Although Chad and Israel did not have formal diplomatic relations, informal relations continued. Israel reportedly sold weapons to the Chadian government to aid them during the Chadian Civil War. More recently, Israel has provided weapons and funds to Chad to assist the country's fight against rebels in the north.

In July 2016, the director-general of the Israeli Foreign Ministry Dore Gold met Chadian president Idriss Déby at the presidential palace in the city of Fada, in northern Chad. In November 2018, Déby arrived in Israel and paid an official visit to the country. During his visit, Déby met with Israeli prime minister Benjamin Netanyahu and President Reuven Rivlin. Both nations expressed their intentions to re-establish diplomatic relations and discussed plans for Netanyahu to pay an official visit to Chad.

In January 2019, Netanyahu arrived in the Chadian capital of N'Djamena where he met with Déby. Diplomatic relations were restored between both nations and several bilateral agreements were signed. Details of the trade deals agreed upon were not released by Chadian security. Sources have claimed that supplies of Israeli weapons have been secured for use in fighting Islamist rebels in the north of the country. Netanyahu described the agreement as a historic moment for the two countries. Jerusalem Post correspondent Herb Keinon argues that Chad will benefit from closer security, intelligence and technology ties to Israel and improved access to the United States, a key Israeli ally.

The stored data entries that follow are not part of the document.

//! SHA-256 hashing for votes and block seals.

use sha2::{Digest as _, Sha256};
use tally_types::Digest;

/// Compute the SHA-256 digest of arbitrary data as lowercase hex.
pub fn sha256_hex(data: &[u8]) -> Digest {
    let mut hasher = Sha256::new();
    hasher.update(data);
    let result = hasher.finalize();
    let mut output = [0u8; 32];
    output.copy_from_slice(&result);
    Digest::from_bytes(output)
}

/// Hash multiple byte slices in sequence (avoids concatenation allocation).
pub fn sha256_hex_multi(parts: &[&[u8]]) -> Digest {
    let mut hasher = Sha256::new();
    for part in parts {
        hasher.update(part);
    }
    let result = hasher.finalize();
    let mut output = [0u8; 32];
    output.copy_from_slice(&result);
    Digest::from_bytes(output)
}

#[cfg(test)]
mod tests {
    use super::*;

    #[test]
    fn sha256_deterministic() {
        let h1 = sha256_hex(b"hello tally");
        let h2 = sha256_hex(b"hello tally");
        assert_eq!(h1, h2);
    }

    #[test]
    fn sha256_different_inputs() {
        let h1 = sha256_hex(b"hello");
        let h2 = sha256_hex(b"world");
        assert_ne!(h1, h2);
    }

    #[test]
    fn sha256_empty_is_well_known_vector() {
        let h = sha256_hex(b"");
        assert_eq!(
            h.as_str(),
            "e3b0c44298fc1c149afbf4c8996fb92427ae41e4649b934ca495991b7852b855"
        );
    }

    #[test]
    fn sha256_hex_shape() {
        let h = sha256_hex(b"shape check");
        assert_eq!(h.as_str().len(), 64);
        assert!(h.as_str().chars().all(|c| c.is_ascii_hexdigit()));
        assert_eq!(h.as_str(), h.as_str().to_lowercase());
    }

    #[test]
    fn sha256_multi_equivalent() {
        let single = sha256_hex(b"helloworld");
        let multi = sha256_hex_multi(&[b"hello", b"world"]);
        assert_eq!(single, multi);
    }

    #[test]
    fn sha256_multi_empty_parts() {
        let none = sha256_hex_multi(&[]);
        let empty = sha256_hex(b"");
        assert_eq!(none, empty);
    }
}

On February 1, 2023, Chad announced that it would establish an embassy in Ramat Gan, in a move defined as a significant warm-up in bilateral relations. Chadian president Mahamat Deby visited Israel on February 2, 2023, to open the embassy. Israeli officials said they have no plans to open an embassy in Chad and will run contacts with Chad out of the Israeli embassy in Senegal.

On 5 November 2023, Chad recalled its ambassador to Israel, accusing the country of creating an unprecedented humanitarian catastrophe and killing innocent people in Gaza. In September 2025, Chad closed its embassy in Israel due to financial restraints, however, stated that the closure of the embassy in Israel would not affect diplomatic relations between the two countries.